After trying unsuccessfully to find a new school, Fesler enlisted the help of Abuzar Royesh, a young Afghan who had spent 11 months in Minnesota while in high school. Together they rented an empty room in the same Dashti Barchi district, hired a teacher, and Bridges Academy was born.

"In the beginning, I thought that Dina would be just like all the other foreigners who come to Afghanistan just for a short time and then leave," says Mr. Royesh in an interview via Skype from his home in Kabul. "Once I got to know her, I saw that she really wants to help the children of Afghanistan. And she wants to show the children of the United States, through the curriculum she's developing, that there is much more to Afghanistan than war."

Royesh now serves as director of Bridges Academy. Fesler keeps in close touch with him from her base in Minnesota and travels to Kabul twice a year. While in Kabul, she arranges an exchange of video recordings made by the Afghan students and teenagers in the US.

From its modest beginnings, Bridges Academy has tripled in size, and today nine students – six Pashtuns from the refugee camp and three Hazaras from the neighborhood – are learning diction, math, Persian, and reading in a one-room school. Fesler hopes to grow the school to 20 students by the end of 2012 and, in time, to enroll children from other ethnic groups.

"The way that Pashtuns and Hazaras are learning together, side by side, is unprece­dented," Fesler says. "Bridges Academy is not just a place to teach these boys to read and write, but to help them start to see and understand the larger world, to get them to think in new ways and to question what they had previously been taught...."

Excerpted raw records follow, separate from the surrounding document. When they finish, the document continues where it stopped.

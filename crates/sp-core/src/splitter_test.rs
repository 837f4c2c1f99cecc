use super::*;

#[test]
fn test_split_two_statements() {
    assert_eq!(
        split_statements("INSERT INTO t VALUES ('a;b'); SELECT 1;"),
        vec!["INSERT INTO t VALUES ('a;b')", "SELECT 1"]
    );
}

#[test]
fn test_semicolon_inside_string_is_not_a_boundary() {
    assert_eq!(
        split_statements("SELECT 'x; y; z'"),
        vec!["SELECT 'x; y; z'"]
    );
}

#[test]
fn test_escaped_quote_does_not_toggle() {
    assert_eq!(
        split_statements(r"INSERT INTO t VALUES ('it\'s; fine'); SELECT 2"),
        vec![r"INSERT INTO t VALUES ('it\'s; fine')", "SELECT 2"]
    );
}

#[test]
fn test_adjacent_semicolons_collapse() {
    assert_eq!(
        split_statements("SELECT 1;;; SELECT 2;;"),
        vec!["SELECT 1", "SELECT 2"]
    );
}

#[test]
fn test_missing_trailing_semicolon() {
    assert_eq!(
        split_statements("SELECT 1;\nSELECT 2"),
        vec!["SELECT 1", "SELECT 2"]
    );
}

#[test]
fn test_dash_line_comment() {
    assert_eq!(
        split_statements("SELECT 1; -- c\nSELECT 2;"),
        vec!["SELECT 1", "SELECT 2"]
    );
}

#[test]
fn test_hash_line_comment() {
    assert_eq!(
        split_statements("# header\nSELECT 1; # trailing ; semicolon\nSELECT 2;"),
        vec!["SELECT 1", "SELECT 2"]
    );
}

#[test]
fn test_block_comment_spans_newlines() {
    assert_eq!(
        split_statements("/* first;\nsecond; */ SELECT 1;"),
        vec!["SELECT 1"]
    );
}

#[test]
fn test_unterminated_block_comment_swallows_rest() {
    assert_eq!(split_statements("SELECT 1; /* open"), vec!["SELECT 1"]);
}

#[test]
fn test_double_dash_without_space_is_kept() {
    assert_eq!(split_statements("SELECT 5--3;"), vec!["SELECT 5--3"]);
}

#[test]
fn test_double_dash_at_end_of_line_is_a_comment() {
    assert_eq!(
        split_statements("SELECT 1; --\nSELECT 2;"),
        vec!["SELECT 1", "SELECT 2"]
    );
}

#[test]
fn test_empty_input() {
    assert!(split_statements("").is_empty());
    assert!(split_statements("   \n\t  ").is_empty());
}

#[test]
fn test_comment_only_input() {
    assert!(split_statements("-- nothing here\n# or here\n/* or here */").is_empty());
}

#[test]
fn test_order_preserved() {
    let sql = "CREATE TABLE t (id INT);\nINSERT INTO t VALUES (1);\nDROP TABLE t;";
    assert_eq!(
        split_statements(sql),
        vec![
            "CREATE TABLE t (id INT)",
            "INSERT INTO t VALUES (1)",
            "DROP TABLE t"
        ]
    );
}
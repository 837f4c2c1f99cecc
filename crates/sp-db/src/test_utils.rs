//! Shared test utilities for sp-db

use crate::error::{DbError, DbResult};
use crate::traits::Database;
use async_trait::async_trait;
use std::sync::Mutex;

/// Scriptable in-memory `Database` for executor and engine tests.
///
/// Records every call in order (`BEGIN`, `COMMIT`, `ROLLBACK`, or the
/// statement text) and fails any statement containing one of the
/// configured markers.
pub(crate) struct MockDb {
    log: Mutex<Vec<String>>,
    fail_on: Vec<String>,
    affected: i64,
    warnings: u64,
}

impl MockDb {
    pub(crate) fn new() -> Self {
        Self {
            log: Mutex::new(Vec::new()),
            fail_on: Vec::new(),
            affected: 1,
            warnings: 0,
        }
    }

    /// Fail every statement whose text contains `marker`.
    pub(crate) fn failing_on(marker: &str) -> Self {
        let mut db = Self::new();
        db.fail_on.push(marker.to_string());
        db
    }

    /// Report `affected` rows for every statement.
    pub(crate) fn with_affected(mut self, affected: i64) -> Self {
        self.affected = affected;
        self
    }

    /// Report `warnings` driver warnings after every statement.
    pub(crate) fn with_warnings(mut self, warnings: u64) -> Self {
        self.warnings = warnings;
        self
    }

    /// Everything executed so far, transaction markers included.
    pub(crate) fn calls(&self) -> Vec<String> {
        self.log.lock().unwrap().clone()
    }

    /// Statements executed so far, transaction markers excluded.
    pub(crate) fn statements(&self) -> Vec<String> {
        self.calls()
            .into_iter()
            .filter(|call| !matches!(call.as_str(), "BEGIN" | "COMMIT" | "ROLLBACK"))
            .collect()
    }

    fn record(&self, call: &str) {
        self.log.lock().unwrap().push(call.to_string());
    }
}

#[async_trait]
impl Database for MockDb {
    async fn execute(&self, sql: &str) -> DbResult<i64> {
        if self.fail_on.iter().any(|marker| sql.contains(marker)) {
            return Err(DbError::ExecutionError(format!("forced failure: {sql}")));
        }
        self.record(sql);
        Ok(self.affected)
    }

    async fn warning_count(&self) -> DbResult<u64> {
        Ok(self.warnings)
    }

    async fn begin(&self) -> DbResult<()> {
        self.record("BEGIN");
        Ok(())
    }

    async fn commit(&self) -> DbResult<()> {
        self.record("COMMIT");
        Ok(())
    }

    async fn rollback(&self) -> DbResult<()> {
        self.record("ROLLBACK");
        Ok(())
    }

    async fn close(&self) -> DbResult<()> {
        Ok(())
    }

    fn db_type(&self) -> &'static str {
        "mock"
    }
}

The early results in Afghanistan have impressed Fesler's colleagues and collaborators: "She's such a dynamo!" says Maren Swanson, a lawyer in Northfield who has worked with Fesler for several years and now serves as the president of the executive board of Children's Culture Connection. "She's so creative and so articulate. She really believes in fostering global connectedness to benefit children around the world. She inspires me."

"She's a fast-paced, energetic individual who cares greatly for people in need," adds Jerry Johnson, who lives in Raleigh, N.C., and sells medical devices. He met Fesler in 2008 when both were working separately with a children's organization in Vietnam and has followed her activities in Afghanistan closely. "She has a God-given calling to work with people in need, specifically children in need."

Fesler hopes that the cross-cultural connections she and Bridges Academy are fostering will increase understanding and tolerance and, ultimately, result in peace.

"I want these kids to have the ability to lead their own lives, make their own decisions, and think for themselves," Fesler says. "Peace is what you get from people who are transformed and empowered."